_Extracted material_.
● ● ● ●
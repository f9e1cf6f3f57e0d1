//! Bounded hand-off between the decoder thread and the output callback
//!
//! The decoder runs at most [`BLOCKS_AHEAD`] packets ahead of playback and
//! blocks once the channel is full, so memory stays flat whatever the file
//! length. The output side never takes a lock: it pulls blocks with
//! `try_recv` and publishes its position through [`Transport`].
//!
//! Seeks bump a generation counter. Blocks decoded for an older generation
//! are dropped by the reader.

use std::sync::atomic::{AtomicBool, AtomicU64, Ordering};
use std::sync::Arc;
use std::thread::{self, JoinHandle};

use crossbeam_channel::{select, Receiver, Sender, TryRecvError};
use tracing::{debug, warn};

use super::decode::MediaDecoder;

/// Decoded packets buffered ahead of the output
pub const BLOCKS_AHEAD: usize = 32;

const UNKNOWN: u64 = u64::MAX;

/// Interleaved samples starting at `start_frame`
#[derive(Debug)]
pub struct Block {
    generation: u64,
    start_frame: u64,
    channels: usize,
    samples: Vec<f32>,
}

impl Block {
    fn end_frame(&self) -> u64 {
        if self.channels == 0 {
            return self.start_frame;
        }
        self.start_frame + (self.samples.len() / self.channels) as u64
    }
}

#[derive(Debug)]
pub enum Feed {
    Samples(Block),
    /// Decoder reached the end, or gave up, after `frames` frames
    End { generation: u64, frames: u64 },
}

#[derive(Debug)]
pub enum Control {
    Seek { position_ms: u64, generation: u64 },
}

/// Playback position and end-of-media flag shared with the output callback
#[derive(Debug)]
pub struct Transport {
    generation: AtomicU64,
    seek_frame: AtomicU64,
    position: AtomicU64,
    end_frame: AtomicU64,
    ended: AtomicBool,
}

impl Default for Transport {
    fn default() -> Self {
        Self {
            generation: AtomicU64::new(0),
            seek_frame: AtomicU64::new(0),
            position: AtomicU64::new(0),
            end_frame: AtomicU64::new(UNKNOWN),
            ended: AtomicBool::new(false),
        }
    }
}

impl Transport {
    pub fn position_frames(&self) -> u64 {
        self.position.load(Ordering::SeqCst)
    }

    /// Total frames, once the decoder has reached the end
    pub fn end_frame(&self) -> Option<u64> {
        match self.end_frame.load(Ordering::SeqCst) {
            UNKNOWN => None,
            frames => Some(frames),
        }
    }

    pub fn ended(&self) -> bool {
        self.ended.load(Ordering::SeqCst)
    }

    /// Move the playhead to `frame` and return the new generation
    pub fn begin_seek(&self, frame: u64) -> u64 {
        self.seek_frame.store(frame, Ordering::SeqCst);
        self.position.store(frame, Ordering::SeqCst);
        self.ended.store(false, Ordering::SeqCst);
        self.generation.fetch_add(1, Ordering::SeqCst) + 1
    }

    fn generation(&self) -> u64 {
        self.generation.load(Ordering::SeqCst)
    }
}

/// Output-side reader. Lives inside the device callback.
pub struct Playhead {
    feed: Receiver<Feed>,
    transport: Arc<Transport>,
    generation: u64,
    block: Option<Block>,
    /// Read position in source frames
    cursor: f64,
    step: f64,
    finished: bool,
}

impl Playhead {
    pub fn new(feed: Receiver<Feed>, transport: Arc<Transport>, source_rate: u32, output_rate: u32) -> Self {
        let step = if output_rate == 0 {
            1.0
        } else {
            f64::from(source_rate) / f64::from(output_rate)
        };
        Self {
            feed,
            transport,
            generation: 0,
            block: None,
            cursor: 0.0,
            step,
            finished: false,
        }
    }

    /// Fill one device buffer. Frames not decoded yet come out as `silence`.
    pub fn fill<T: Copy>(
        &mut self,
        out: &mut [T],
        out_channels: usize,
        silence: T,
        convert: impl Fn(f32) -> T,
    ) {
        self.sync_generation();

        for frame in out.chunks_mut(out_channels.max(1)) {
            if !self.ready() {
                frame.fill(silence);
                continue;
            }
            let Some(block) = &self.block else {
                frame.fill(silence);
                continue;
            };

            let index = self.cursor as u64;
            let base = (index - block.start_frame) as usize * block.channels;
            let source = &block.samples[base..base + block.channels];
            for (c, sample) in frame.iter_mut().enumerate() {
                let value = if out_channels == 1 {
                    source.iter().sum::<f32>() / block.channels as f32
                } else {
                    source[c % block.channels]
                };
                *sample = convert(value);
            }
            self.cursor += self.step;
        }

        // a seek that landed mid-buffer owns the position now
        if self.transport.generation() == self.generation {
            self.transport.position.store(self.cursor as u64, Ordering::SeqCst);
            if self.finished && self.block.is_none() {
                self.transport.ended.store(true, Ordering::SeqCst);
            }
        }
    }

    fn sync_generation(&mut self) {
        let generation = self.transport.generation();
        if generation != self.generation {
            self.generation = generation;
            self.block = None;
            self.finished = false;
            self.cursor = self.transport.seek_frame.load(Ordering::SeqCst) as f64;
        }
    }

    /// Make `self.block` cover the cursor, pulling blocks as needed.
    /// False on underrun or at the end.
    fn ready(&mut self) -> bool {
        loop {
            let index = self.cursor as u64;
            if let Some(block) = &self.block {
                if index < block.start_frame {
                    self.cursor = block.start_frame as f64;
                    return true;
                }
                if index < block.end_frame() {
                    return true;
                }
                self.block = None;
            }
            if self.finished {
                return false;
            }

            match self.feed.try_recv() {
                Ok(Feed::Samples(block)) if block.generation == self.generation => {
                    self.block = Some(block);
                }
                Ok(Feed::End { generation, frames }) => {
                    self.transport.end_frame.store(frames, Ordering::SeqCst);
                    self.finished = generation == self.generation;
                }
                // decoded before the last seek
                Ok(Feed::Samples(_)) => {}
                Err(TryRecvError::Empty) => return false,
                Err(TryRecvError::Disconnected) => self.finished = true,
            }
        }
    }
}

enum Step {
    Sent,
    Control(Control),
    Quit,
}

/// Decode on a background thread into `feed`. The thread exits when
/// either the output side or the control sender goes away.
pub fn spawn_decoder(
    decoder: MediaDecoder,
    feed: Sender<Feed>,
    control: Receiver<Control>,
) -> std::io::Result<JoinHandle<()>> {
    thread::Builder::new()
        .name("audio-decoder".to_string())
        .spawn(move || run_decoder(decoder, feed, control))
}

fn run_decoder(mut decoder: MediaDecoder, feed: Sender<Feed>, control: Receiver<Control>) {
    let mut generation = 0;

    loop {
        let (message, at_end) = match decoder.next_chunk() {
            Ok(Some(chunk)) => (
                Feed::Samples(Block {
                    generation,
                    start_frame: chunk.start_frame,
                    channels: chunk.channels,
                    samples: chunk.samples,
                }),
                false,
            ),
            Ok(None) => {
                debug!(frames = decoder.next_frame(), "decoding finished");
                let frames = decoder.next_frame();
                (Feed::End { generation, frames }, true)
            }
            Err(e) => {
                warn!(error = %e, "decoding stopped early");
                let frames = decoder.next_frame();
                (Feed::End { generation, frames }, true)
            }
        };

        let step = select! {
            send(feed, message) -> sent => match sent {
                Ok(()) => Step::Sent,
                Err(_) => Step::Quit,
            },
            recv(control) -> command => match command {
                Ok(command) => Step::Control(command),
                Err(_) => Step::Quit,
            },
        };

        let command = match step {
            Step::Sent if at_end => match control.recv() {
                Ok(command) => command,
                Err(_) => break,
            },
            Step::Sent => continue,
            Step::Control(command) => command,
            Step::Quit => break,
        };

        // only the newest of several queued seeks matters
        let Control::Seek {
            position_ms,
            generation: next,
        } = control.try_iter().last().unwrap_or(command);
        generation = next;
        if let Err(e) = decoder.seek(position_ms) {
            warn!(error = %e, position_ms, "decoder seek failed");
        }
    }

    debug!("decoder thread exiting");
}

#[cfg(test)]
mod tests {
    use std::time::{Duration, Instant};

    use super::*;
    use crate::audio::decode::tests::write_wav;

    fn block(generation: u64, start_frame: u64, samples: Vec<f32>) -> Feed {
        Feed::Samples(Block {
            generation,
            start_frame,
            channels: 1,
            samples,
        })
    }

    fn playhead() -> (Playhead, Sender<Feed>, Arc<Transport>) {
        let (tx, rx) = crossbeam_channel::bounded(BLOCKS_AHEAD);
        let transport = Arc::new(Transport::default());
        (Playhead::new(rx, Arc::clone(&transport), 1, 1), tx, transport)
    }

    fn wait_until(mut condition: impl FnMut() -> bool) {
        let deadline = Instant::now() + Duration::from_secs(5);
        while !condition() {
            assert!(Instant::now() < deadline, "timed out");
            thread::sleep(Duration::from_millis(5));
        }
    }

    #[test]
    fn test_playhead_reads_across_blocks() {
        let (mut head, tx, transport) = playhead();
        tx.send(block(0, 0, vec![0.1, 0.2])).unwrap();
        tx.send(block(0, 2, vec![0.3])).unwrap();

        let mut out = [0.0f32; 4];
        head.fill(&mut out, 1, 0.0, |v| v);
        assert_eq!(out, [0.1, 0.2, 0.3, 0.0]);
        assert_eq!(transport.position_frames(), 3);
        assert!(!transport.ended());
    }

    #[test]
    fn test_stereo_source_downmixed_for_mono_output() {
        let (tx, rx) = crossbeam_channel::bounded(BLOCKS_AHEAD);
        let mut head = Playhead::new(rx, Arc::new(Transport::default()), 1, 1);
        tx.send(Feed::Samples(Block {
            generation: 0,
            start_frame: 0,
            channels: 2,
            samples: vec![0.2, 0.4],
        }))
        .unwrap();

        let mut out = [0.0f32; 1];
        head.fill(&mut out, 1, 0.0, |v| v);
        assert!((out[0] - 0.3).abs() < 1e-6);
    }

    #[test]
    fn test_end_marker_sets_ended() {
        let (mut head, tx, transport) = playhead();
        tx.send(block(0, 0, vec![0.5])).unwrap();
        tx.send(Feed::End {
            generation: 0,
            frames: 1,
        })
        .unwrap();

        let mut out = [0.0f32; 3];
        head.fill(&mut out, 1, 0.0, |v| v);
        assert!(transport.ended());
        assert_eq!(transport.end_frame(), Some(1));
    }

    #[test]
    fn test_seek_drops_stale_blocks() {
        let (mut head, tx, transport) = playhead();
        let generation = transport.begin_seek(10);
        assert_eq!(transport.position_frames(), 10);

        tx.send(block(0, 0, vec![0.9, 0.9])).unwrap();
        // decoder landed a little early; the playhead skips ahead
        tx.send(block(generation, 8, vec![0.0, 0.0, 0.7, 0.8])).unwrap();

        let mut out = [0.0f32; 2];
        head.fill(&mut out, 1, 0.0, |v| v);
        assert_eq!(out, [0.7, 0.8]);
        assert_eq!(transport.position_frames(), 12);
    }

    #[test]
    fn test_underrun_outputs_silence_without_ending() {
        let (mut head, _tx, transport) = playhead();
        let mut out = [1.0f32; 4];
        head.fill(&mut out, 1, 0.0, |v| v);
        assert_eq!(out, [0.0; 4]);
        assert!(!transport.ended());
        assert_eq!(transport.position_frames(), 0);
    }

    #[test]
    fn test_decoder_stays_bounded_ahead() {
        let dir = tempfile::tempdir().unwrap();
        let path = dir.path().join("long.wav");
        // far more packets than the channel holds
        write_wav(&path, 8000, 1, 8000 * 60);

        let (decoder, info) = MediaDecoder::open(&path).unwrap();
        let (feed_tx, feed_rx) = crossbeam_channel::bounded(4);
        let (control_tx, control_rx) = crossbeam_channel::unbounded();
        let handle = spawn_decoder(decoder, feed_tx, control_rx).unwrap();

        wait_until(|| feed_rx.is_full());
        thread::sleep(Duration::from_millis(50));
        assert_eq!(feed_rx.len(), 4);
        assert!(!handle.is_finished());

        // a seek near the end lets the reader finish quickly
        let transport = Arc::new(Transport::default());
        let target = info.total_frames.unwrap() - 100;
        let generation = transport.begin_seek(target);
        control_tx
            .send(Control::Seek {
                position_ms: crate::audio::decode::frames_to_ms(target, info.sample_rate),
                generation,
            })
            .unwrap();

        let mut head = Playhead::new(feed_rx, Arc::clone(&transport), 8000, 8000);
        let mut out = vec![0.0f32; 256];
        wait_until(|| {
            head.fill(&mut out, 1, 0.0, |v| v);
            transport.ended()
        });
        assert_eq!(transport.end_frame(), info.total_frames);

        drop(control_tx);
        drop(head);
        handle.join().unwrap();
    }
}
● ● ● ●
Nothing but lines that contain "Option" should appear in the answer. Copy each from the records.

_Your solution_.
    pub fn end_frame(&self) -> Option<u64> {
    block: Option<Block>,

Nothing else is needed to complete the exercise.